As part of my immune-system-enhancement focus this round, I'm looking more deeply at the mind-body connection, specifically the impact from the Knapp-chaos. Along with the drug terbinafine which immediately precipitated the nerve damage onset in 2011, the Knapp-trauma timeline also parallels the onset. I have no doubt it had an impact on my immune system. How much? I don't know. But, it was definitely traumatic...to my very core.

To help with my mind-body approach, I'm using something I used in the past that was a game changer when I overcame previous decades of chronic illness. I'm using Dr. David Schechter's MindBody Workbook, which I already own.

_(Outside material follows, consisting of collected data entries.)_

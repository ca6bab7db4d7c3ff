// Copyright 2024-2025 Felipe Torres González
//
//    Licensed under the Apache License, Version 2.0 (the "License");
//    you may not use this file except in compliance with the License.
//    You may obtain a copy of the License at
//
//        http://www.apache.org/licenses/LICENSE-2.0
//
//    Unless required by applicable law or agreed to in writing, software
//    distributed under the License is distributed on an "AS IS" BASIS,
//    WITHOUT WARRANTIES OR CONDITIONS OF ANY KIND, either express or implied.
//    See the License for the specific language governing permissions and
//    limitations under the License.

//! Handler for free text messages.

use crate::{CampusBotService, HandlerResult, gateway::telegram::inbound_message};
use std::sync::Arc;
use teloxide::prelude::*;
use tracing::debug;

#[tracing::instrument(
    name = "Text handler",
    skip(msg, campus_bot),
    fields(
        chat_id = %msg.chat.id,
    )
)]
pub async fn text(msg: Message, campus_bot: Arc<CampusBotService>) -> HandlerResult {
    let Some(update) = inbound_message(&msg) else {
        debug!("Ignoring a message without text");
        return Ok(());
    };

    campus_bot.handle(update).await?;

    Ok(())
}
// Copyright 2025 Felipe Torres González
//
//    Licensed under the Apache License, Version 2.0 (the "License");
//    you may not use this file except in compliance with the License.
//    You may obtain a copy of the License at
//
//        http://www.apache.org/licenses/LICENSE-2.0
//
//    Unless required by applicable law or agreed to in writing, software
//    distributed under the License is distributed on an "AS IS" BASIS,
//    WITHOUT WARRANTIES OR CONDITIONS OF ANY KIND, either express or implied.
//    See the License for the specific language governing permissions and
//    limitations under the License.

use crate::helpers::{FailingDirectory, PEER, test_app, test_app_with};
use campusbot::{
    errors::error_message,
    flows::menu::{UNKNOWN_COMMAND_TEXT, main_menu},
    gateway::Inbound,
    payload::{Payload, SearchMode},
    session::{DeanStep, SessionStore},
};
use pretty_assertions::assert_eq;
use rstest::rstest;

/// TC: a payload that matches no handler.
///
/// # Description
///
/// Unknown or malformed payloads get exactly one "unknown command" reply and leave the conversation state
/// alone.
#[rstest]
#[case("hello")]
#[case("campus_")]
#[case("campus_show_map_x")]
#[case("svc_unknown")]
#[tokio::test]
async fn unknown_payloads(#[case] raw: &str) {
    let app = test_app();
    app.teacher_sessions.set(PEER, SearchMode::Faculty);

    app.bot
        .dispatch_callback(PEER, raw)
        .await
        .expect("Unknown payloads are not errors");

    let replies = app.gateway().replies();
    assert_eq!(replies.len(), 1);
    assert_eq!(replies[0].text, UNKNOWN_COMMAND_TEXT);
    assert_eq!(app.teacher_sessions.get(&PEER), Some(SearchMode::Faculty));
}

/// TC: a campus that does not exist.
#[tokio::test]
async fn missing_campus() {
    let app = test_app();
    app.dean_sessions.set(PEER, DeanStep::AwaitingFacultyName);

    app.bot
        .handle(Inbound::Callback {
            peer: PEER,
            payload: String::from("campus_999"),
        })
        .await
        .expect("A missing campus is not an error");

    let replies = app.gateway().replies();
    assert_eq!(replies.len(), 1);
    assert_eq!(replies[0].text, "Корпус не найден.");
    assert_eq!(app.dean_sessions.get(&PEER), Some(DeanStep::AwaitingFacultyName));
    assert!(app.teacher_sessions.is_empty());
}

/// TC: the map of a campus is not mistaken for the campus itself.
#[tokio::test]
async fn show_map_is_not_campus_selection() {
    let app = test_app();

    app.bot
        .dispatch_callback(PEER, "campus_show_map_1")
        .await
        .expect("Failed to show the map");

    let replies = app.gateway().take();
    assert_eq!(replies.len(), 1);
    assert_eq!(
        replies[0].photo_url.as_deref(),
        Some("https://example.com/maps/guk_map.jpg")
    );
    assert_eq!(replies[0].text, "🗺️ Главный учебный корпус на карте");

    // No map picture: address and metro instead.
    app.bot
        .dispatch_callback(PEER, "campus_show_map_2")
        .await
        .expect("Failed to show the map");

    let replies = app.gateway().take();
    assert_eq!(replies.len(), 1);
    assert!(replies[0].photo_url.is_none());
    assert!(replies[0].text.starts_with("🗺️ Второй учебный корпус\n📍 ул. Академическая"));
}

#[tokio::test]
async fn campus_details_come_after_the_photo() {
    let app = test_app();

    app.bot
        .dispatch_callback(PEER, "campus_1")
        .await
        .expect("Failed to show the campus");

    let replies = app.gateway().replies();
    assert_eq!(replies.len(), 2);
    assert_eq!(
        replies[0].photo_url.as_deref(),
        Some("https://example.com/images/guk.jpg")
    );
    assert!(replies[1].text.starts_with("🏫 Главный учебный корпус (ГУК)\n\n📍 Адрес:"));

    let keyboard = replies[1].keyboard.as_ref().expect("Missing keyboard");
    assert_eq!(keyboard.rows[0][0].payload, Payload::CampusShowMap(1));
}

#[tokio::test]
async fn campus_list_is_paired() {
    let app = test_app();

    app.bot
        .dispatch_callback(PEER, "svc_campus_info")
        .await
        .expect("Failed to list the campuses");

    let replies = app.gateway().replies();
    assert_eq!(replies.len(), 1);
    let keyboard = replies[0].keyboard.as_ref().expect("Missing keyboard");
    // Two campuses in one row, then the row to go back.
    assert_eq!(keyboard.rows.len(), 2);
    assert_eq!(keyboard.rows[0].len(), 2);
    assert_eq!(keyboard.rows[1][0].payload, Payload::BackToMenu);
}

/// TC: the main menu resets every dialog in progress.
#[tokio::test]
async fn back_to_menu_clears_every_flow() {
    let app = test_app();
    app.teacher_sessions.set(PEER, SearchMode::FullName);
    app.dean_sessions.set(PEER, DeanStep::AwaitingFacultyName);

    app.bot
        .dispatch_callback(PEER, "back_to_menu")
        .await
        .expect("Failed to show the main menu");
    app.bot
        .dispatch_callback(PEER, "back_to_menu")
        .await
        .expect("Failed to show the main menu");

    let replies = app.gateway().replies();
    assert_eq!(replies, vec![main_menu(), main_menu()]);
    assert!(app.teacher_sessions.is_empty());
    assert!(app.dean_sessions.is_empty());
}

/// TC: entering one input step cancels the other flow.
#[tokio::test]
async fn input_steps_supersede_each_other() {
    let app = test_app();

    app.bot
        .dispatch_callback(PEER, "find_by_department")
        .await
        .expect("Failed to enter the teacher search");
    assert_eq!(app.teacher_sessions.get(&PEER), Some(SearchMode::Department));

    app.bot
        .dispatch_callback(PEER, "svc_dean_schedule")
        .await
        .expect("Failed to enter the dean lookup");
    assert_eq!(app.dean_sessions.get(&PEER), Some(DeanStep::AwaitingFacultyName));
    assert!(!app.teacher_sessions.contains(&PEER));

    app.bot
        .dispatch_callback(PEER, "find_by_fio")
        .await
        .expect("Failed to enter the teacher search");
    assert_eq!(app.teacher_sessions.get(&PEER), Some(SearchMode::FullName));
    assert!(!app.dean_sessions.contains(&PEER));

    let texts: Vec<String> = app.gateway().replies().into_iter().map(|r| r.text).collect();
    assert_eq!(
        texts,
        vec![
            "Введите название кафедры:",
            "Введите название факультета (например, «ИУ»):",
            "Введите часть ФИО (например, «иванов»):",
        ]
    );
}

#[tokio::test]
async fn canteen_links_to_the_other_places() {
    let app = test_app();

    app.bot
        .dispatch_callback(PEER, "places_canteen_1")
        .await
        .expect("Failed to show the canteen");

    let replies = app.gateway().replies();
    assert_eq!(replies.len(), 1);
    assert!(replies[0].text.starts_with("🍽️ Столовая №1 (ГУК)\n📍 Расположение: 1 этаж"));
    assert!(replies[0].text.contains("📋 Меню на сегодня:\nБорщ"));

    let keyboard = replies[0].keyboard.as_ref().expect("Missing keyboard");
    assert_eq!(keyboard.rows[0][0].payload, Payload::PlacesBackToCampus(1));
    assert_eq!(keyboard.rows[1][0].payload, Payload::PlacesCampus(1));
}

#[rstest]
#[case("places_canteen_2", "В этом корпусе нет столовых.")]
#[case("places_buffet_999", "В этом корпусе нет буфетов.")]
#[tokio::test]
async fn no_places_of_a_kind(#[case] raw: &str, #[case] expected: &str) {
    let app = test_app();

    app.bot
        .dispatch_callback(PEER, raw)
        .await
        .expect("Failed to list the places");

    let replies = app.gateway().replies();
    assert_eq!(replies.len(), 1);
    assert_eq!(replies[0].text, expected);
}

#[tokio::test]
async fn kinds_menu_lists_what_the_campus_has() {
    let app = test_app();

    app.bot
        .dispatch_callback(PEER, "places_back_to_campus_2")
        .await
        .expect("Failed to show the kinds");

    let replies = app.gateway().replies();
    assert_eq!(replies.len(), 1);
    assert_eq!(replies[0].text, "🏢 Второй учебный корпус\n\nЧто вас интересует?");

    let payloads: Vec<Payload> = replies[0]
        .keyboard
        .as_ref()
        .expect("Missing keyboard")
        .buttons()
        .map(|b| b.payload)
        .collect();
    assert!(payloads.contains(&Payload::PlacesOfKind {
        kind: campusbot::directory::PlaceKind::Copy,
        campus_id: 2
    }));
    assert!(!payloads.contains(&Payload::PlacesOfKind {
        kind: campusbot::directory::PlaceKind::Canteen,
        campus_id: 2
    }));
}

#[tokio::test]
async fn faq_questions_and_answers() {
    let app = test_app();

    app.bot
        .dispatch_callback(PEER, "svc_faq")
        .await
        .expect("Failed to list the questions");
    let replies = app.gateway().take();
    let keyboard = replies[0].keyboard.as_ref().expect("Missing keyboard");
    // Three questions and the main menu.
    assert_eq!(keyboard.rows.len(), 4);
    assert_eq!(keyboard.rows[1][0].payload, Payload::FaqEntry(2));

    app.bot
        .dispatch_callback(PEER, "faq_2")
        .await
        .expect("Failed to show the answer");
    let replies = app.gateway().take();
    assert_eq!(replies.len(), 1);
    assert!(replies[0].text.starts_with("❓ Где восстановить студенческий билет?\n\n"));
}

/// TC: the directory is down.
///
/// # Description
///
/// The peer gets the generic error message, the error reaches the caller and the state is untouched.
#[tokio::test]
async fn store_failures_are_reported() {
    let app = test_app_with(FailingDirectory);
    app.teacher_sessions.set(PEER, SearchMode::Faculty);

    let result = app.bot.dispatch_callback(PEER, "svc_campus_info").await;

    assert!(result.is_err());
    let replies = app.gateway().replies();
    assert_eq!(replies.len(), 1);
    assert_eq!(replies[0].text, error_message());
    assert_eq!(app.teacher_sessions.get(&PEER), Some(SearchMode::Faculty));
}
// Copyright 2024-2025 Felipe Torres González
//
//    Licensed under the Apache License, Version 2.0 (the "License");
//    you may not use this file except in compliance with the License.
//    You may obtain a copy of the License at
//
//        http://www.apache.org/licenses/LICENSE-2.0
//
//    Unless required by applicable law or agreed to in writing, software
//    distributed under the License is distributed on an "AS IS" BASIS,
//    WITHOUT WARRANTIES OR CONDITIONS OF ANY KIND, either express or implied.
//    See the License for the specific language governing permissions and
//    limitations under the License.

//! Handler for the buttons of the inline keyboards.

use crate::{CampusBotService, HandlerResult, gateway::telegram::inbound_callback};
use std::sync::Arc;
use teloxide::{adaptors::Throttle, prelude::*};
use tracing::{debug, warn};

#[tracing::instrument(
    name = "Callback handler",
    skip(bot, q, campus_bot),
    fields(
        user_id = %q.from.id,
    )
)]
pub async fn callback(
    bot: Throttle<Bot>,
    q: CallbackQuery,
    campus_bot: Arc<CampusBotService>,
) -> HandlerResult {
    // Stop the spinner of the button before doing any work.
    if let Err(e) = bot.answer_callback_query(q.id.clone()).await {
        warn!("Failed to answer the callback query: {e}");
    }

    let Some(update) = inbound_callback(&q) else {
        debug!("Ignoring a callback query without data");
        return Ok(());
    };

    campus_bot.handle(update).await?;

    Ok(())
}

Compared to sixteen years ago when I used this same Workbook, my approach this time is slightly different. Sixteen years ago, emotional suppression was the cause of the pain from my then-herniated disc. Doing the work outlined in the Workbook rid those symptoms, and they have not returned. (Knock on wood...or maybe I should say, "Tap on Groot.")

I do not think the cause of the current nerve damage was/is emotional suppression. I think the terbinafine was the cause, the straw on the camel's back. (I am not the only person to develop nerve damage as a side effect of terbinafine.) But, I do think the Knapp-trauma deeply and negatively impacted my immune system. That, coupled with the terbinafine and regular life stessors at the time, set up a perfect storm in my body.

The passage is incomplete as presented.